The chaperone function of α-crystallin has been reported to prevent thermal aggregation of other proteins. Over a period of time, α-crystallin undergoes irreversible post-translational modifications of which non-enzymatic glycation is prominent especially in aging and diabetes. As a result, the protein slowly starts losing its chaperone ability and starts to aggregate. Glycation also leads to loss of anti-apoptotic activity of alpha crystallin.

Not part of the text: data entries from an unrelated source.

//! End-to-end tests driving the HTTP control-plane surface against a real
//! Runner, Storage and ArtifactCollector. No TCP port is bound; requests go
//! through the axum `Router` via `tower::ServiceExt::oneshot`.

use std::collections::HashMap;
use std::process::Command;
use std::sync::Arc;
use std::time::Duration;

use axum::http::{Request, StatusCode};
use base64::Engine as _;
use http_body_util::BodyExt;
use lightci_core::{ArtifactPolicy, ArtifactRecord, DeploymentPolicy, Id, RunLocation, RunStatus, Step, StepStatus, TriggerConfig};
use lightci_daemon::artifacts::ArtifactCollector;
use lightci_daemon::deployer::Deployer;
use lightci_daemon::events::EventBus;
use lightci_daemon::provisioner::{FakeCloudProvider, Provisioner};
use lightci_daemon::runner::Runner;
use lightci_daemon::scheduler::Scheduler;
use lightci_daemon::server::{create_router, AppState};
use lightci_daemon::ssh_keys::SshKeyStore;
use lightci_daemon::storage::Storage;
use lightci_daemon::webhook::{RunTrigger, WebhookAdapter};
use serde_json::{json, Value};
use tempfile::TempDir;
use tower::ServiceExt;

struct Harness {
    router: axum::Router,
    workspace_root: TempDir,
    artifacts_root: TempDir,
}

async fn build_harness() -> Harness {
    let db_dir = TempDir::new().unwrap();
    let workspace_root = TempDir::new().unwrap();
    let artifacts_root = TempDir::new().unwrap();

    let storage = Arc::new(Storage::new(&db_dir.path().join("lightci.db")).await.unwrap());
    storage.migrate_embedded().await.unwrap();
    std::mem::forget(db_dir);

    let events = EventBus::new();
    let ssh_keys = Arc::new(SshKeyStore::new(Arc::clone(&storage)));
    let provisioner = Arc::new(Provisioner::new(Box::new(FakeCloudProvider::default())));
    let deployer = Arc::new(Deployer::new(Arc::clone(&storage), ssh_keys, provisioner, events.clone()));
    let artifacts = Arc::new(ArtifactCollector::new(Arc::clone(&storage), artifacts_root.path().to_path_buf()));

    let runner = Arc::new(Runner::new(
        Arc::clone(&storage),
        Arc::clone(&deployer),
        Arc::clone(&artifacts),
        events.clone(),
        workspace_root.path().to_path_buf(),
        artifacts_root.path().to_path_buf(),
        Duration::from_secs(30),
    ));
    let runner_trigger: Arc<dyn RunTrigger> = Arc::clone(&runner) as Arc<dyn RunTrigger>;

    let scheduler = Arc::new(Scheduler::new(
        Arc::clone(&storage),
        Arc::clone(&runner_trigger),
        Arc::clone(&artifacts),
        Arc::clone(&deployer),
        Duration::from_secs(3600),
    ));
    let webhook = Arc::new(WebhookAdapter::new(Arc::clone(&storage), Arc::clone(&runner_trigger)));

    let state = Arc::new(AppState {
        storage,
        runner: runner_trigger,
        scheduler,
        artifacts_root: artifacts_root.path().to_path_buf(),
        webhook,
        auth_token: None,
    });

    Harness { router: create_router(state), workspace_root, artifacts_root }
}

/// A throwaway local git repository checked out at `main`, usable as a
/// pipeline's `repository_url` without reaching the network.
fn init_local_repo() -> TempDir {
    let dir = TempDir::new().unwrap();
    let run = |args: &[&str]| {
        let status = Command::new("git").args(args).current_dir(dir.path()).status().unwrap();
        assert!(status.success(), "git {:?} failed", args);
    };
    run(&["init", "-q", "-b", "main"]);
    run(&["config", "user.email", "ci@example.com"]);
    run(&["config", "user.name", "ci"]);
    std::fs::write(dir.path().join("README.md"), "hello\n").unwrap();
    run(&["add", "."]);
    run(&["commit", "-q", "-m", "initial"]);
    dir
}

fn step(name: &str, command: &str) -> Step {
    Step {
        id: Id::new(),
        name: name.to_string(),
        command: command.to_string(),
        env: HashMap::new(),
        timeout_secs: None,
        run_location: RunLocation::Local,
        is_deploy_step: false,
    }
}

async fn body_json(response: axum::response::Response) -> Value {
    let bytes = response.into_body().collect().await.unwrap().to_bytes();
    serde_json::from_slice(&bytes).unwrap()
}

async fn create_pipeline(router: &axum::Router, repo: &TempDir, steps: Vec<Step>, patterns: Vec<String>) -> Value {
    let req = json!({
        "name": "demo",
        "repository_url": repo.path().to_string_lossy(),
        "default_branch": "main",
        "steps": steps,
        "trigger": TriggerConfig::default(),
        "artifact_policy": ArtifactPolicy { enabled: true, patterns, retention_days: 30 },
        "deployment_policy": DeploymentPolicy::default(),
        "owner_id": Id::new(),
    });

    let response = router
        .clone()
        .oneshot(
            Request::builder()
                .method("POST")
                .uri("/pipelines")
                .header("content-type", "application/json")
                .body(axum::body::Body::from(serde_json::to_vec(&req).unwrap()))
                .unwrap(),
        )
        .await
        .unwrap();
    assert_eq!(response.status(), StatusCode::CREATED);
    body_json(response).await
}

async fn trigger_run(router: &axum::Router, pipeline_id: &str) -> String {
    let response = router
        .clone()
        .oneshot(
            Request::builder()
                .method("POST")
                .uri(format!("/pipelines/{pipeline_id}/runs"))
                .header("content-type", "application/json")
                .body(axum::body::Body::from("{}"))
                .unwrap(),
        )
        .await
        .unwrap();
    assert_eq!(response.status(), StatusCode::ACCEPTED);
    body_json(response).await["run_id"].as_str().unwrap().to_string()
}

/// Polls `/runs/{id}` until the run leaves *running*, or panics after a
/// generous deadline. Run execution happens on a spawned background task,
/// so there is no other way to observe completion through the HTTP surface.
async fn await_terminal(router: &axum::Router, run_id: &str) -> Value {
    for _ in 0..200 {
        let response = router
            .clone()
            .oneshot(Request::builder().uri(format!("/runs/{run_id}")).body(axum::body::Body::empty()).unwrap())
            .await
            .unwrap();
        assert_eq!(response.status(), StatusCode::OK);
        let run = body_json(response).await;
        let status = run["status"].as_str().unwrap();
        if status != RunStatus::Running.as_str() {
            return run;
        }
        tokio::time::sleep(Duration::from_millis(25)).await;
    }
    panic!("run {run_id} did not reach a terminal status in time");
}

#[tokio::test]
async fn full_pipeline_run_collects_and_serves_an_artifact() {
    let harness = build_harness().await;
    let repo = init_local_repo();
    let steps = vec![step("Source", ""), step("Build", "echo hi > out.txt")];

    let pipeline = create_pipeline(&harness.router, &repo, steps, vec!["*.txt".to_string()]).await;
    let pipeline_id = pipeline["id"].as_str().unwrap().to_string();

    let run_id = trigger_run(&harness.router, &pipeline_id).await;
    let run = await_terminal(&harness.router, &run_id).await;

    assert_eq!(run["status"].as_str().unwrap(), RunStatus::Completed.as_str());
    assert_eq!(run["artifact_summary"]["count"].as_u64().unwrap(), 1);
    assert!(run["commit"].as_str().is_some_and(|c| !c.is_empty()), "run.commit should be backfilled from the checkout");

    let response = harness
        .router
        .clone()
        .oneshot(Request::builder().uri(format!("/runs/{run_id}/artifacts")).body(axum::body::Body::empty()).unwrap())
        .await
        .unwrap();
    assert_eq!(response.status(), StatusCode::OK);
    let artifacts: Vec<ArtifactRecord> =
        serde_json::from_slice(&response.into_body().collect().await.unwrap().to_bytes()).unwrap();
    assert_eq!(artifacts.len(), 1);
    assert_eq!(artifacts[0].relative_path, "out.txt");

    let response = harness
        .router
        .clone()
        .oneshot(
            Request::builder()
                .uri(format!("/runs/{run_id}/artifacts/{}/download", artifacts[0].id))
                .body(axum::body::Body::empty())
                .unwrap(),
        )
        .await
        .unwrap();
    assert_eq!(response.status(), StatusCode::OK);
    let downloaded = response.into_body().collect().await.unwrap().to_bytes();
    assert_eq!(&downloaded[..], b"hi\n");

    assert!(harness.artifacts_root.path().join(&run_id).join("out.txt").exists());
    assert!(!harness.workspace_root.path().join(&run_id).exists());
}

#[tokio::test]
async fn a_failing_step_leaves_the_remaining_steps_pending() {
    let harness = build_harness().await;
    let repo = init_local_repo();
    let steps = vec![step("Source", ""), step("Test", "exit 3"), step("Deploy-check", "echo unreachable")];

    let pipeline = create_pipeline(&harness.router, &repo, steps, vec![]).await;
    let pipeline_id = pipeline["id"].as_str().unwrap().to_string();

    let run_id = trigger_run(&harness.router, &pipeline_id).await;
    let run = await_terminal(&harness.router, &run_id).await;

    assert_eq!(run["status"].as_str().unwrap(), RunStatus::Failed.as_str());
    let step_results = run["step_results"].as_array().unwrap();
    assert_eq!(step_results[0]["status"].as_str().unwrap(), StepStatus::Completed.as_str());
    assert_eq!(step_results[1]["status"].as_str().unwrap(), StepStatus::Failed.as_str());
    assert!(step_results[1]["error"].as_str().is_some());
    assert_eq!(step_results[2]["status"].as_str().unwrap(), StepStatus::Pending.as_str());

    assert!(!harness.workspace_root.path().join(&run_id).exists());
}

#[tokio::test]
async fn upload_is_rejected_when_it_does_not_match_the_artifact_policy() {
    let harness = build_harness().await;
    let repo = init_local_repo();
    let steps = vec![step("Source", "")];

    let pipeline = create_pipeline(&harness.router, &repo, steps, vec!["**/*.txt".to_string()]).await;
    let pipeline_id = pipeline["id"].as_str().unwrap().to_string();
    let run_id = trigger_run(&harness.router, &pipeline_id).await;
    await_terminal(&harness.router, &run_id).await;

    let req = json!({
        "relative_path": "evil.exe",
        "content_base64": base64::engine::general_purpose::STANDARD.encode(b"malicious"),
    });
    let response = harness
        .router
        .clone()
        .oneshot(
            Request::builder()
                .method("POST")
                .uri(format!("/runs/{run_id}/artifacts/upload"))
                .header("content-type", "application/json")
                .body(axum::body::Body::from(serde_json::to_vec(&req).unwrap()))
                .unwrap(),
        )
        .await
        .unwrap();
    assert_eq!(response.status(), StatusCode::BAD_REQUEST);
    let body = body_json(response).await;
    assert!(body["error"].as_str().unwrap().contains("pattern"));

    let response = harness
        .router
        .clone()
        .oneshot(Request::builder().uri(format!("/runs/{run_id}/artifacts")).body(axum::body::Body::empty()).unwrap())
        .await
        .unwrap();
    let artifacts: Vec<ArtifactRecord> =
        serde_json::from_slice(&response.into_body().collect().await.unwrap().to_bytes()).unwrap();
    assert!(artifacts.iter().all(|a| a.relative_path != "evil.exe"));
}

Although α-crystallin has been studied extensively, the quaternary structure of the native protein has not been elucidated. As a result, the location of protein modifications which are a part of disease pathology are not resolved. As the lens is avascular and has no turnover, the modifications that occur in the lens alpha crystallin due to non-enzymatic glycation are permanent. Reducing sugars react with basic amino acids of proteins to form Schiff's bases which undergo rearrangement to Amadori products and finally form advanced glycation end-products (AGEs). These AGEs lead to loss of protein integrity, increase hydrophobicity and play an important role in protein denaturation.
Protein denaturation is usually associated with the formation of aggregates. Protein precipitation and aggregation involves the growth of large sized particles and hence is an optimum method for biophysical characterization based on particle size. Light scattering characteristics of protein aggregation of crystallin glycation effects on the protein and its role in the decrease of lens flexibility (presbyopia) as well as the formation of cataracts need to be determined.
An important biomarker for diabetes related diseases is the formation of advanced glycation endproducts (AGEs). AGEs are formed due to non-enzymatic glycation of the proteins on exposure to open chain sugars and dicarbonyl intermediates. Hyperglycemic conditions, oxidative and thermal stress lead to the formation of Schiff s bases with basic amino acids like lysine and arginine. Further, Amadori products are formed due to rearrangement of the Schiff's bases when highly reactive carbonyl intermediates accumulate and attack the amino and guanidine groups on the proteins. Unlike hemoglobin and albumin, the heat shock proteins have long half-lives and very low turnover. As a result, the accumulation of glycation products over a long period of time is likely of quantitative significance.
Methylglyoxal (MGO) is a glycating agent that is generated non-enzymatically from the oxidation and spontaneous dismutation of intermediates in the glycolysis pathway or enzymatic oxidation reaction catalyzed by peroxidases. MGO is reported to be toxic and to interfere with cellular mechanisms. It has been reported to impair functions of mitochondria and also produce reactive oxygen species. Another source of this dicarbonyl reactive intermediate in the body is deficiency of triose phosphate isomerase leading to elevated dihydroxyacetonephosphate (DHAP) levels observed in congenital hemolytic anemia and other neurodegenerative diseases. DHAP spontaneously disintegrates to methylglyoxal which acts as a strong agent in the formation of advanced glycation end products (AGEs). Because MGO reacts rapidly with the proteins, modification by MGO is a good in vitro model for investigating the long term effects of glycation on heat shock proteins. (FIG. 17)